Hartman declares that, where the official archives retain minimal and incomplete memories of diasporic lives, critical intervention makes it not only possible to reconstruct deeply plausible fictions, ones based on extreme proximity to a work of microhistory, but completely authorises any intervention with fictional narratives in order to introduce hidden or deleted stories to the present.
Thus, these works of reconstructing the past welcome uncertainties and fictions, recognising the violence of such archives as places where pure power can be registered. However, it is also an extraordinarily elastic form thanks to the silences, the empty areas, the flooded parts. In this perspective, the archive itself becomes a performative space, made up of loss and enactment as well as presence. The writing of the past allows a remediation of violence in which beauty is used as both “practice and method”, in opposition to the canon which imposes it as a discourse and set of values strongly structured by a colonial, patriarchal and racist history (Annalisa Sacchi) .
The starting point of the meeting will be the book by Saidiya Hartman, Lose Your Mother. A Journey Along the Atlantic Slave Route, Italian translation by V. Gennari, published by Tamu, 2021.
Anticipation of the Night is the discursive space that lights up every day in the late afternoon. For the full programme click here.
Annalisa Sacchi is full professor and director of the degree program in Theatre and Performing Arts at the IUAV University of Venice. She is principal investigator of the ERC Starting Grant project INCOMMON: In Praise of Community: Shared Creativity in the Arts and Politics in Italy (1959–1979). She has carried out research activities at Queen Mary University, the Warburg Institute and University College in London; New York University (Tisch Department of the Arts) and Harvard University (Lauro de Bosis fellowship), where she was a professor from 2012 to 2014. Among her books are In Fiamme: La performance nello spazio delle lotte (1967- 1979) (edited by Ilenia Caleo and Piersandra Di Matteo, 2021), La performance della memoria (with F. Bortoletti, 2018), Il posto del re. Estetiche del teatro di regia nel modernismo e nel contemporaneo (2012) and Itinera. Trajectoires de la forme Tragedia Endogonidia (with E. Pitozzi, 2008). Since 2018 she has been appointed Italian National Expert for the Marie Skłodowska-Curie Program as part of the Horizon Europe framework.

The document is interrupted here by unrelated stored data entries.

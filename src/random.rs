use crate::{Color, Coordinate, Hand, Shape, Tile, COORDINATE_LIMIT, HAND_CAPACITY};
use rand::distributions::{Distribution, Uniform};
use rand::seq::SliceRandom;
use rand::Rng;
use tap::Tap;

/// A hand of a random, small, non-zero number of random [tiles](Tile).
pub fn random_hand<R: Rng + ?Sized>(rng: &mut R) -> Hand {
    let hand_len = rng.gen_range(1..=HAND_CAPACITY);
    (0..hand_len).map(|_| rng.gen::<Tile>()).collect()
}

/// A new [tile](Tile) with a random, different [shape](Shape) but the same [color](Color).
pub fn random_different_shape_same_color<R: Rng + ?Sized>(rng: &mut R, tile: Tile) -> Tile {
    let possible_indexes = Uniform::from(0..Shape::SHAPES_LEN - 1);
    let random_index = possible_indexes.sample(rng);
    // skipping the shape at its own index in the array shapes
    let random_different_index =
        random_index + usize::from(random_index >= tile.shape as usize);
    Tile::new(Shape::shapes()[random_different_index], tile.color)
}

/// A new [tile](Tile) with a random, different [color](Color) but the same [shape](Shape).
pub fn random_different_color_same_shape<R: Rng + ?Sized>(rng: &mut R, tile: Tile) -> Tile {
    let possible_indexes = Uniform::from(0..Color::COLORS_LEN - 1);
    let random_index = possible_indexes.sample(rng);
    // skipping the color at its own index in the array colors
    let random_different_index =
        random_index + usize::from(random_index >= tile.color as usize);
    Tile::new(tile.shape, Color::colors()[random_different_index])
}

/// An [iterator](Iterator) of [coordinates](Coordinate) where the values of both components lie
/// inside the range -[COORDINATE_LIMIT] exclusive to [COORDINATE_LIMIT] exclusive.
pub fn random_legal_coordinates<R: Rng + ?Sized>(rng: &mut R) -> impl Iterator<Item = Coordinate> {
    let possible_legal_coordinates = Uniform::from(0..COORDINATE_LIMIT);
    [(-1, -1), (-1, 1), (1, -1), (1, 1)]
        .map(|(row_sign, column_sign)| {
            (
                row_sign * possible_legal_coordinates.sample(rng),
                column_sign * possible_legal_coordinates.sample(rng),
            )
        })
        .tap_mut(|coordinates| coordinates.shuffle(rng))
        .into_iter()
}

/// An [iterator](Iterator) of [coordinates](Coordinate) where the value of some component lies
/// outside the range -[COORDINATE_LIMIT] exclusive to [COORDINATE_LIMIT] exclusive.
pub fn random_illegal_coordinates<R: Rng + ?Sized>(
    rng: &mut R,
) -> impl Iterator<Item = Coordinate> {
    let possible_coordinates = Uniform::from(0..isize::MAX);
    let possible_illegal_coordinates = Uniform::from(COORDINATE_LIMIT..isize::MAX);
    [
        (
            -possible_coordinates.sample(rng),
            -possible_illegal_coordinates.sample(rng),
        ),
        (
            -possible_illegal_coordinates.sample(rng),
            possible_coordinates.sample(rng),
        ),
        (
            possible_illegal_coordinates.sample(rng),
            -possible_coordinates.sample(rng),
        ),
        (
            possible_coordinates.sample(rng),
            possible_illegal_coordinates.sample(rng),
        ),
    ]
    .tap_mut(|coordinates| coordinates.shuffle(rng))
    .into_iter()
}

#[cfg(test)]
mod tests {
    use super::*;

    #[test]
    fn random_hand_fits_capacity() {
        let hand = random_hand(&mut rand::thread_rng());

        assert!((1..=HAND_CAPACITY).contains(&hand.len()));
        assert!(!hand.spilled());
    }

    #[test]
    fn random_different_shape_same_color_single_sample() {
        let mut rng = rand::thread_rng();
        let tile: Tile = rng.gen();

        let other = random_different_shape_same_color(&mut rng, tile);

        assert_eq!(tile.color, other.color);
        assert_ne!(tile.shape, other.shape);
    }

    #[test]
    fn random_different_color_same_shape_single_sample() {
        let mut rng = rand::thread_rng();
        let tile: Tile = rng.gen();

        let other = random_different_color_same_shape(&mut rng, tile);

        assert_ne!(tile.color, other.color);
        assert_eq!(tile.shape, other.shape);
    }

    #[test]
    fn random_legal_coordinates_all_legal() {
        for (row, column) in random_legal_coordinates(&mut rand::thread_rng()) {
            assert!(
                -COORDINATE_LIMIT < row
                    && row < COORDINATE_LIMIT
                    && -COORDINATE_LIMIT < column
                    && column < COORDINATE_LIMIT
            );
        }
    }

    #[test]
    fn random_illegal_coordinates_all_illegal() {
        for (row, column) in random_illegal_coordinates(&mut rand::thread_rng()) {
            assert!(
                -COORDINATE_LIMIT >= row
                    || row >= COORDINATE_LIMIT
                    || -COORDINATE_LIMIT >= column
                    || column >= COORDINATE_LIMIT
            );
        }
    }
}
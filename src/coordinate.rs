use std::cmp;

/// A tuple with two integer components for the row and the column of a cell on the board.
///
/// # See Also
///
/// * [Board](crate::Board)
/// * [Placement](crate::Placement)
pub type Coordinate = (isize, isize);

/// The offset between two neighbouring cells of the same row.
pub const ALONG_ROW: Coordinate = (0, 1);
/// The offset between two neighbouring cells of the same column.
pub const ALONG_COLUMN: Coordinate = (1, 0);

/// Finds the minimum and maximum components from [coordinates](Coordinate) for each component.
/// If `coordinates` is empty, [None] is returned.
///
/// # Arguments
///
/// * `coordinates`: An [iterator](Iterator) of [coordinates](Coordinate).
///
/// # Returns
///
/// A tuple with `4` different bounds in the following order:
///
/// * The minimum row
/// * The minimum column
/// * The maximum row
/// * The maximum column
pub fn find_component_minimums_and_maximums(
    mut coordinates: impl Iterator<Item = Coordinate>,
) -> Option<(isize, isize, isize, isize)> {
    let (row, column) = coordinates.next()?;

    let (mut min_row, mut min_column, mut max_row, mut max_column) = (row, column, row, column);

    for (row, column) in coordinates {
        (min_row, min_column) = (cmp::min(min_row, row), cmp::min(min_column, column));
        (max_row, max_column) = (cmp::max(max_row, row), cmp::max(max_column, column));
    }

    Some((min_row, min_column, max_row, max_column))
}

/// Finds the adjacent [coordinates](Coordinate) from the argument [coordinate](Coordinate)
/// where adjacent is 4 directional and not diagonal.
///
/// # Returns
///
/// An array of 4 [coordinates](Coordinate) in natural lexicographic order.
pub fn adjacent_coordinates((row, column): Coordinate) -> [Coordinate; 4] {
    [
        (row - 1, column),
        (row, column - 1),
        (row, column + 1),
        (row + 1, column),
    ]
}

/// The [coordinate](Coordinate) `steps` offsets away from `coordinate`. Negative `steps` walk
/// in the opposite direction.
#[inline]
pub fn offset_coordinate(
    (row, column): Coordinate,
    (row_offset, column_offset): Coordinate,
    steps: isize,
) -> Coordinate {
    (row + row_offset * steps, column + column_offset * steps)
}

Kwanza Musi Dos Santos is an Italian-Brazilian activist specialised in Diversity Management, carrying out consultancy and training at companies and organisations, with a focus on the issues of anti-racism, black feminism, the environment and intersectionality. She is co-founder and current President of the QuestaèRoma association, made up of young Italians of foreign origin, which since 2013 has been promoting debates and training activities with the aim of marginalising all forms of discrimination through culture. On behalf of the association, she is the promoter of the campaign On the right side of history (2020) born from a group of organisations and individual activists who urge reform of the current law on Italian citizenship. Since 2021 she has been a member of the Advisory Board of Union of Justice, composed of young European professionals of foreign origin to highlight ethnic-racial issues in the debate for environmental justice. Since 2017 she is among the teachers of the Black Europe Summer School in Amsterdam, with an analysis module on the theme of Blackness in Italy, which she also occasionally presents in the United States. She recently starred in the documentary Black Lives Matter in Italy produced by VICE NEWS.
Adil Mauro is a professional journalist born in Rome to an Italian father and a Somali mother. After graduating in DAMS (specialising in cinema, television and new media) at the Roma Tre University, he began collaborating with various online newspapers, mainly dealing with culture and politics.
In recent years he has worked as a freelancer for L’ Espresso, Internazionale, Rolling Stone Italia, Valigia Blu, L’Essenziale, VICE Italia and Jacobin Italia.
Since February 2020 his podcast, La stanza di Adil, has been a virtual space where he meets people and shares stories related to current events and the world of culture.